Project Summary
This project will develop AI-assisted safety tools to support the safe design and operation of liquid hydrogen (LH2) bunkering infrastructure in UK maritime ports. By combining high-fidelity simulations from CryoSMART—a specialist in cryogenic thermofluids—with physics-informed machine learning, the tools will rapidly predict dispersion, ignition risk and safe zoning under realistic release scenarios. The solution will accelerate the safe adoption of hydrogen fuel in ports and inform future regulations, codes, and safety standards.
Project Achievements
This project developed an AI-assisted safety assessment framework to support the safe deployment of liquid hydrogen (LH₂) bunkering infrastructure in maritime environments.
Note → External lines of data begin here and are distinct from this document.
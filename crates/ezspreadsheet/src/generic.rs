use std::fmt;
use std::ops::Index;

use ezspreadsheet_common::Value;

use crate::convert::ToValue;
use crate::error::DecodeError;
use crate::record::{Instance, Record, RecordType};
use crate::schema::Declaration;

/// A record built from a stored header rather than a Rust type.
///
/// Values are kept in column order and can be read by position or by
/// attribute name.
#[derive(Clone, Debug, PartialEq)]
pub struct GenericRecord {
    ty: RecordType,
    values: Vec<Value>,
}

impl GenericRecord {
    pub fn record_type(&self) -> &RecordType {
        &self.ty
    }

    pub fn get(&self, name: &str) -> Option<&Value> {
        self.ty
            .shape()
            .position(name)
            .and_then(|idx| self.values.get(idx))
    }

    pub fn as_slice(&self) -> &[Value] {
        &self.values
    }

    pub fn into_values(self) -> Vec<Value> {
        self.values
    }

    pub fn len(&self) -> usize {
        self.values.len()
    }

    pub fn is_empty(&self) -> bool {
        self.values.is_empty()
    }

    /// `(attribute, value)` pairs in column order.
    pub fn iter(&self) -> impl Iterator<Item = (&str, &Value)> + '_ {
        self.ty.shape().names().zip(self.values.iter())
    }
}

impl Instance for GenericRecord {
    fn type_name(&self) -> &str {
        self.ty.name()
    }

    fn matches(&self, ty: &RecordType) -> bool {
        ty.is_generic() && ty.name() == self.ty.name() && ty.shape().same_names(self.ty.shape())
    }

    fn values(&self) -> Vec<Value> {
        self.values.clone()
    }
}

impl Record for GenericRecord {
    fn declaration() -> Option<Declaration> {
        None
    }

    fn construct(ty: &RecordType, values: Vec<Value>) -> Result<Self, DecodeError> {
        if values.len() != ty.shape().len() {
            return Err(DecodeError::RowWidth {
                expected: ty.shape().len(),
                found: values.len(),
            });
        }
        Ok(Self {
            ty: ty.clone(),
            values,
        })
    }
}

impl ToValue for GenericRecord {
    fn to_value(&self) -> Value {
        Value::Record {
            name: self.ty.name().to_string(),
            fields: self
                .iter()
                .map(|(name, value)| (name.to_string(), value.clone()))
                .collect(),
        }
    }
}

impl Index<usize> for GenericRecord {
    type Output = Value;

    fn index(&self, idx: usize) -> &Value {
        &self.values[idx]
    }
}

impl Index<&str> for GenericRecord {
    type Output = Value;

    /// Panics when `name` is not an attribute of this record.
    fn index(&self, name: &str) -> &Value {
        match self.get(name) {
            Some(value) => value,
            None => panic!("{} has no attribute `{name}`", self.ty.name()),
        }
    }
}

/// `Animal(name='Leopard Gecko', conservation_status='Least Concern')`
impl fmt::Display for GenericRecord {
    fn fmt(&self, f: &mut fmt::Formatter<'_>) -> fmt::Result {
        fmt::Display::fmt(&self.to_value(), f)
    }
}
The work combined high-fidelity computational fluid dynamics (CFD) simulations with machine learning techniques to accelerate hazard prediction for cryogenic hydrogen releases. The project successfully demonstrated a prototype digital safety tool capable of rapidly evaluating explosion risks associated with hydrogen leaks in representative port scenarios. The modelling framework captured key physical processes including cryogenic dispersion, ignition behaviour, flame propagation, and pressure wave generation. The project also engaged with academic experts, regulators, and industry stakeholders through an advisory panel and technical workshops, ensuring that the research remained aligned with real-world operational and regulatory needs. These outcomes demonstrate the potential of AI-enabled digital modelling tools to support early-stage safety assessment and infrastructure planning for hydrogen-based transport systems.
Conclusions
The project demonstrates that AI-assisted digital modelling can significantly enhance the speed and accessibility of safety assessments for liquid hydrogen infrastructure. By combining physics-based simulations with machine learning, the developed framework can reduce the time required to evaluate complex hydrogen release scenarios while maintaining a high level of physical fidelity. The results highlight the importance of integrating advanced modelling tools into early infrastructure planning and risk management processes. Such tools can help regulators, infrastructure developers, and operators better understand potential hazards and design safer hydrogen systems. Beyond the maritime sector, the methodologies developed through this work are transferable to other hydrogen applications including aviation, rail transport, and hydrogen-enabled energy systems. Overall, the project demonstrates how digital engineering approaches can support the safe and scalable adoption of hydrogen technologies within the UK’s net-zero transport transition.
Next Steps
The next phase of the project will focus on further developing the prototype into a more comprehensive digital safety assessment platform for hydrogen infrastructure. This will include expanding the scenario library, improving model automation, and integrating additional machine learning capabilities to enable faster hazard prediction. Future work will also involve validation against experimental datasets and engagement with infrastructure developers and regulators to ensure the tool meets operational and certification requirements. The research team is currently pursuing follow-on funding to extend the concept toward a hydrogen ecosystem digital twin framework capable of supporting safety analysis across multiple transport sectors. In parallel, the modelling methodologies are being applied to related projects in hydrogen aviation, rail transport, and built-environment safety, demonstrating the broader potential of the approach. These developments aim to move the concept toward higher technology readiness levels and real-world deployment.